Work to complete »
Present the following data again exactly as it is shown.

Records for the exercise »

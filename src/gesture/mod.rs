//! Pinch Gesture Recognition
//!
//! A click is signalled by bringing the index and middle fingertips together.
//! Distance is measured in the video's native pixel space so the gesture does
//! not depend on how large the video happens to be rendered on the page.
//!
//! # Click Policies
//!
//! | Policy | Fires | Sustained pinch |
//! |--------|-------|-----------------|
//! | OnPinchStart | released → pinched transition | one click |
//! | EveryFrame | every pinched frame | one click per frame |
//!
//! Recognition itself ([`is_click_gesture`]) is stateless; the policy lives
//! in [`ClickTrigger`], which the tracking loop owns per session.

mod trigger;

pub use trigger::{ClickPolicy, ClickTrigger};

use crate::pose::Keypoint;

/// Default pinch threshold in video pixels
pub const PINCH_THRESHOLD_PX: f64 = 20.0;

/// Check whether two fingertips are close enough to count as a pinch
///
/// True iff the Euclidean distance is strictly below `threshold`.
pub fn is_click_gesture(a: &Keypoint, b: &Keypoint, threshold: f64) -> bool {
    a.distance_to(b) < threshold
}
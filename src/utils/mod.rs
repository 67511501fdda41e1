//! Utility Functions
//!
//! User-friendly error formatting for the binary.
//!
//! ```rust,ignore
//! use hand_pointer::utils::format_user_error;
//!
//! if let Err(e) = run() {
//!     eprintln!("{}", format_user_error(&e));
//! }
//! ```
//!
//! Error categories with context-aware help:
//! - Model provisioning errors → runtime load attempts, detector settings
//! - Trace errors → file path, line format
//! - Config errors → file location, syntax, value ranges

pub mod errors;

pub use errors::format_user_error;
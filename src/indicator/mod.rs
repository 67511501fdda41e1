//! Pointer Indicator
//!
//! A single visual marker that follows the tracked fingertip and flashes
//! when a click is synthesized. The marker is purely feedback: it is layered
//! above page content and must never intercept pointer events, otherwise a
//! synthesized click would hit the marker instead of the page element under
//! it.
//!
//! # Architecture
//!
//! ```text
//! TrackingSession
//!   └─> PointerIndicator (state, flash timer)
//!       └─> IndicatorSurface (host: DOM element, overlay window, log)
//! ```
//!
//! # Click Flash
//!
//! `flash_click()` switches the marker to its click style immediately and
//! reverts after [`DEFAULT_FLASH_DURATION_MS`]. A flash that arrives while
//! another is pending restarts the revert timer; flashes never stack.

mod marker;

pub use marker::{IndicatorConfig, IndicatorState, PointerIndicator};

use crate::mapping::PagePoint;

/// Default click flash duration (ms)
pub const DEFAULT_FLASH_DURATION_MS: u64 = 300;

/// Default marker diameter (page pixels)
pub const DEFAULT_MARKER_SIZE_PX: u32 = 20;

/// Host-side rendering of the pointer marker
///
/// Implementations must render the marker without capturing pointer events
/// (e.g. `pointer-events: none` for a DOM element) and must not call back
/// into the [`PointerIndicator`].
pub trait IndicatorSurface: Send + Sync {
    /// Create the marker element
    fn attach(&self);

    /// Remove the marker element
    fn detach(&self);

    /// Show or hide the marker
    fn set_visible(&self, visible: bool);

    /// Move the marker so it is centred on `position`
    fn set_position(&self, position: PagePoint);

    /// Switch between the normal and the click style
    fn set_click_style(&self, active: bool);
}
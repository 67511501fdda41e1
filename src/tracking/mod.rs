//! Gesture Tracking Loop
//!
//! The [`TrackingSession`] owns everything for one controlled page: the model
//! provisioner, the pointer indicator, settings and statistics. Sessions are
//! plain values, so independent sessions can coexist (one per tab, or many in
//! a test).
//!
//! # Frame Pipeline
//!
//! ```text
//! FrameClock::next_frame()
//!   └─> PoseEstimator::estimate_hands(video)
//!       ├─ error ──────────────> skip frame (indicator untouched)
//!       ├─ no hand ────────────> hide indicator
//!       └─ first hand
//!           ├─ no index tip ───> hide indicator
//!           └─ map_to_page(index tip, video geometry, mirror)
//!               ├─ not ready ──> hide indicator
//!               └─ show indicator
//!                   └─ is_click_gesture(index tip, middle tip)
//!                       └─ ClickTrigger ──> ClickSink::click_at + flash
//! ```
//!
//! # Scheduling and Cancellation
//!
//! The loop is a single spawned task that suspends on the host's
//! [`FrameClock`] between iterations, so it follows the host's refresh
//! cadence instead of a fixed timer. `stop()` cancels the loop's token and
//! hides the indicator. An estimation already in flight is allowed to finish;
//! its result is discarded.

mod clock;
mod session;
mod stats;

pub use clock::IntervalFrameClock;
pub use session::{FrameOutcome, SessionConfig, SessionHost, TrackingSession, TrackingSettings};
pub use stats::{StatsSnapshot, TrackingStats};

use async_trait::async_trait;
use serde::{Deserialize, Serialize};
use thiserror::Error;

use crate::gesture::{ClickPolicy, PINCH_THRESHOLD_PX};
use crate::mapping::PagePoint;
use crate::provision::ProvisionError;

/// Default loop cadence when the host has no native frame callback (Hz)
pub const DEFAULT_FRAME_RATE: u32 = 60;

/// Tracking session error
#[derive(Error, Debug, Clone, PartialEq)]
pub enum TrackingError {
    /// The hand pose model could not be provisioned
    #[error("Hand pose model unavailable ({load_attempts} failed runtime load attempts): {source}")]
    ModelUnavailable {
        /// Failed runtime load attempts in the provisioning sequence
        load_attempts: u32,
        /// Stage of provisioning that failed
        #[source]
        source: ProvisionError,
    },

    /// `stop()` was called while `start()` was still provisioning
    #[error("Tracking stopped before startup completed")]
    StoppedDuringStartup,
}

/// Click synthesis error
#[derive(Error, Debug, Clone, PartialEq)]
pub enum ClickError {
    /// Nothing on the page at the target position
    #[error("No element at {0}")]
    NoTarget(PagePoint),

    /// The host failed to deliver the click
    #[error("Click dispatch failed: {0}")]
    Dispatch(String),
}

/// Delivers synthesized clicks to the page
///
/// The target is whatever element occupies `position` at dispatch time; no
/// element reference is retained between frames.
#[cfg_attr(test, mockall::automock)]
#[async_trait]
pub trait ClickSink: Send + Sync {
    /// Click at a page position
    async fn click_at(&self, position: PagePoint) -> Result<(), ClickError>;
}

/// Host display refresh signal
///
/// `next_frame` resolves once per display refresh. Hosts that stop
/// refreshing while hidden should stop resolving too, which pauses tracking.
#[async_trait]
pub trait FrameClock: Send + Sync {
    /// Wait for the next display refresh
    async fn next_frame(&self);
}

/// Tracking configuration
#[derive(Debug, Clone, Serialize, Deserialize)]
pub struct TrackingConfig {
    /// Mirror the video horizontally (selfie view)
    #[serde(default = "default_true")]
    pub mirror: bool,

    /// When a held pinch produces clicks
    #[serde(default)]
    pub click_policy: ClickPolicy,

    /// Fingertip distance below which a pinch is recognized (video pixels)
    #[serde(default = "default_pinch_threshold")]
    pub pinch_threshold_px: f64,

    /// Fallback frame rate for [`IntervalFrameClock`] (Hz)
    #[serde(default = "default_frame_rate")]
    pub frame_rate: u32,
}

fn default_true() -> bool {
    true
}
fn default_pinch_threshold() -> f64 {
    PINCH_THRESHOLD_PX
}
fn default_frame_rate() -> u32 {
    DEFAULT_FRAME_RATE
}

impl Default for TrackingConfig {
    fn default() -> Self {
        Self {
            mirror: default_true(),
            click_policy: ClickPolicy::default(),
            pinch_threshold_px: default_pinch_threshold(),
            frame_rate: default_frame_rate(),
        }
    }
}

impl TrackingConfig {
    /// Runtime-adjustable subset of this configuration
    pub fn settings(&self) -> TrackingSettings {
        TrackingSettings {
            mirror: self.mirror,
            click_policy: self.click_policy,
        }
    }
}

Task output »
filename src/gesture/mod.rs
//! Pinch Gesture Recognition
//!
//! A click is signalled by bringing the index and middle fingertips together.
//! Distance is measured in the video's native pixel space so the gesture does
//! not depend on how large the video happens to be rendered on the page.
//!
//! # Click Policies
//!
//! | Policy | Fires | Sustained pinch |
//! |--------|-------|-----------------|
//! | OnPinchStart | released → pinched transition | one click |
//! | EveryFrame | every pinched frame | one click per frame |
//!
//! Recognition itself ([`is_click_gesture`]) is stateless; the policy lives
//! in [`ClickTrigger`], which the tracking loop owns per session.

mod trigger;

pub use trigger::{ClickPolicy, ClickTrigger};

use crate::pose::Keypoint;

/// Default pinch threshold in video pixels
pub const PINCH_THRESHOLD_PX: f64 = 20.0;

/// Check whether two fingertips are close enough to count as a pinch
///
/// True iff the Euclidean distance is strictly below `threshold`.
pub fn is_click_gesture(a: &Keypoint, b: &Keypoint, threshold: f64) -> bool {
    a.distance_to(b) < threshold
}
filename src/utils/mod.rs
repository 67511501fdda41e1
//! Utility Functions
//!
//! User-friendly error formatting for the binary.
//!
//! ```rust,ignore
//! use hand_pointer::utils::format_user_error;
//!
//! if let Err(e) = run() {
//!     eprintln!("{}", format_user_error(&e));
//! }
//! ```
//!
//! Error categories with context-aware help:
//! - Model provisioning errors → runtime load attempts, detector settings
//! - Trace errors → file path, line format
//! - Config errors → file location, syntax, value ranges

pub mod errors;

pub use errors::format_user_error;
filename src/indicator/mod.rs
repository 67511501fdda41e1
//! Pointer Indicator
//!
//! A single visual marker that follows the tracked fingertip and flashes
//! when a click is synthesized. The marker is purely feedback: it is layered
//! above page content and must never intercept pointer events, otherwise a
//! synthesized click would hit the marker instead of the page element under
//! it.
//!
//! # Architecture
//!
//! ```text
//! TrackingSession
//!   └─> PointerIndicator (state, flash timer)
//!       └─> IndicatorSurface (host: DOM element, overlay window, log)
//! ```
//!
//! # Click Flash
//!
//! `flash_click()` switches the marker to its click style immediately and
//! reverts after [`DEFAULT_FLASH_DURATION_MS`]. A flash that arrives while
//! another is pending restarts the revert timer; flashes never stack.

mod marker;

pub use marker::{IndicatorConfig, IndicatorState, PointerIndicator};

use crate::mapping::PagePoint;

/// Default click flash duration (ms)
pub const DEFAULT_FLASH_DURATION_MS: u64 = 300;

/// Default marker diameter (page pixels)
pub const DEFAULT_MARKER_SIZE_PX: u32 = 20;

/// Host-side rendering of the pointer marker
///
/// Implementations must render the marker without capturing pointer events
/// (e.g. `pointer-events: none` for a DOM element) and must not call back
/// into the [`PointerIndicator`].
pub trait IndicatorSurface: Send + Sync {
    /// Create the marker element
    fn attach(&self);

    /// Remove the marker element
    fn detach(&self);

    /// Show or hide the marker
    fn set_visible(&self, visible: bool);

    /// Move the marker so it is centred on `position`
    fn set_position(&self, position: PagePoint);

    /// Switch between the normal and the click style
    fn set_click_style(&self, active: bool);
}
repository 67511501fdda41e1
filename src/tracking/mod.rs
//! Gesture Tracking Loop
//!
//! The [`TrackingSession`] owns everything for one controlled page: the model
//! provisioner, the pointer indicator, settings and statistics. Sessions are
//! plain values, so independent sessions can coexist (one per tab, or many in
//! a test).
//!
//! # Frame Pipeline
//!
//! ```text
//! FrameClock::next_frame()
//!   └─> PoseEstimator::estimate_hands(video)
//!       ├─ error ──────────────> skip frame (indicator untouched)
//!       ├─ no hand ────────────> hide indicator
//!       └─ first hand
//!           ├─ no index tip ───> hide indicator
//!           └─ map_to_page(index tip, video geometry, mirror)
//!               ├─ not ready ──> hide indicator
//!               └─ show indicator
//!                   └─ is_click_gesture(index tip, middle tip)
//!                       └─ ClickTrigger ──> ClickSink::click_at + flash
//! ```
//!
//! # Scheduling and Cancellation
//!
//! The loop is a single spawned task that suspends on the host's
//! [`FrameClock`] between iterations, so it follows the host's refresh
//! cadence instead of a fixed timer. `stop()` cancels the loop's token and
//! hides the indicator. An estimation already in flight is allowed to finish;
//! its result is discarded.

mod clock;
mod session;
mod stats;

pub use clock::IntervalFrameClock;
pub use session::{FrameOutcome, SessionConfig, SessionHost, TrackingSession, TrackingSettings};
pub use stats::{StatsSnapshot, TrackingStats};

use async_trait::async_trait;
use serde::{Deserialize, Serialize};
use thiserror::Error;

use crate::gesture::{ClickPolicy, PINCH_THRESHOLD_PX};
use crate::mapping::PagePoint;
use crate::provision::ProvisionError;

/// Default loop cadence when the host has no native frame callback (Hz)
pub const DEFAULT_FRAME_RATE: u32 = 60;

/// Tracking session error
#[derive(Error, Debug, Clone, PartialEq)]
pub enum TrackingError {
    /// The hand pose model could not be provisioned
    #[error("Hand pose model unavailable ({load_attempts} failed runtime load attempts): {source}")]
    ModelUnavailable {
        /// Failed runtime load attempts in the provisioning sequence
        load_attempts: u32,
        /// Stage of provisioning that failed
        #[source]
        source: ProvisionError,
    },

    /// `stop()` was called while `start()` was still provisioning
    #[error("Tracking stopped before startup completed")]
    StoppedDuringStartup,
}

/// Click synthesis error
#[derive(Error, Debug, Clone, PartialEq)]
pub enum ClickError {
    /// Nothing on the page at the target position
    #[error("No element at {0}")]
    NoTarget(PagePoint),

    /// The host failed to deliver the click
    #[error("Click dispatch failed: {0}")]
    Dispatch(String),
}

/// Delivers synthesized clicks to the page
///
/// The target is whatever element occupies `position` at dispatch time; no
/// element reference is retained between frames.
#[cfg_attr(test, mockall::automock)]
#[async_trait]
pub trait ClickSink: Send + Sync {
    /// Click at a page position
    async fn click_at(&self, position: PagePoint) -> Result<(), ClickError>;
}

/// Host display refresh signal
///
/// `next_frame` resolves once per display refresh. Hosts that stop
/// refreshing while hidden should stop resolving too, which pauses tracking.
#[async_trait]
pub trait FrameClock: Send + Sync {
    /// Wait for the next display refresh
    async fn next_frame(&self);
}

/// Tracking configuration
#[derive(Debug, Clone, Serialize, Deserialize)]
pub struct TrackingConfig {
    /// Mirror the video horizontally (selfie view)
    #[serde(default = "default_true")]
    pub mirror: bool,

    /// When a held pinch produces clicks
    #[serde(default)]
    pub click_policy: ClickPolicy,

    /// Fingertip distance below which a pinch is recognized (video pixels)
    #[serde(default = "default_pinch_threshold")]
    pub pinch_threshold_px: f64,

    /// Fallback frame rate for [`IntervalFrameClock`] (Hz)
    #[serde(default = "default_frame_rate")]
    pub frame_rate: u32,
}

fn default_true() -> bool {
    true
}
fn default_pinch_threshold() -> f64 {
    PINCH_THRESHOLD_PX
}
fn default_frame_rate() -> u32 {
    DEFAULT_FRAME_RATE
}

impl Default for TrackingConfig {
    fn default() -> Self {
        Self {
            mirror: default_true(),
            click_policy: ClickPolicy::default(),
            pinch_threshold_px: default_pinch_threshold(),
            frame_rate: default_frame_rate(),
        }
    }
}

impl TrackingConfig {
    /// Runtime-adjustable subset of this configuration
    pub fn settings(&self) -> TrackingSettings {
        TrackingSettings {
            mirror: self.mirror,
            click_policy: self.click_policy,
        }
    }
}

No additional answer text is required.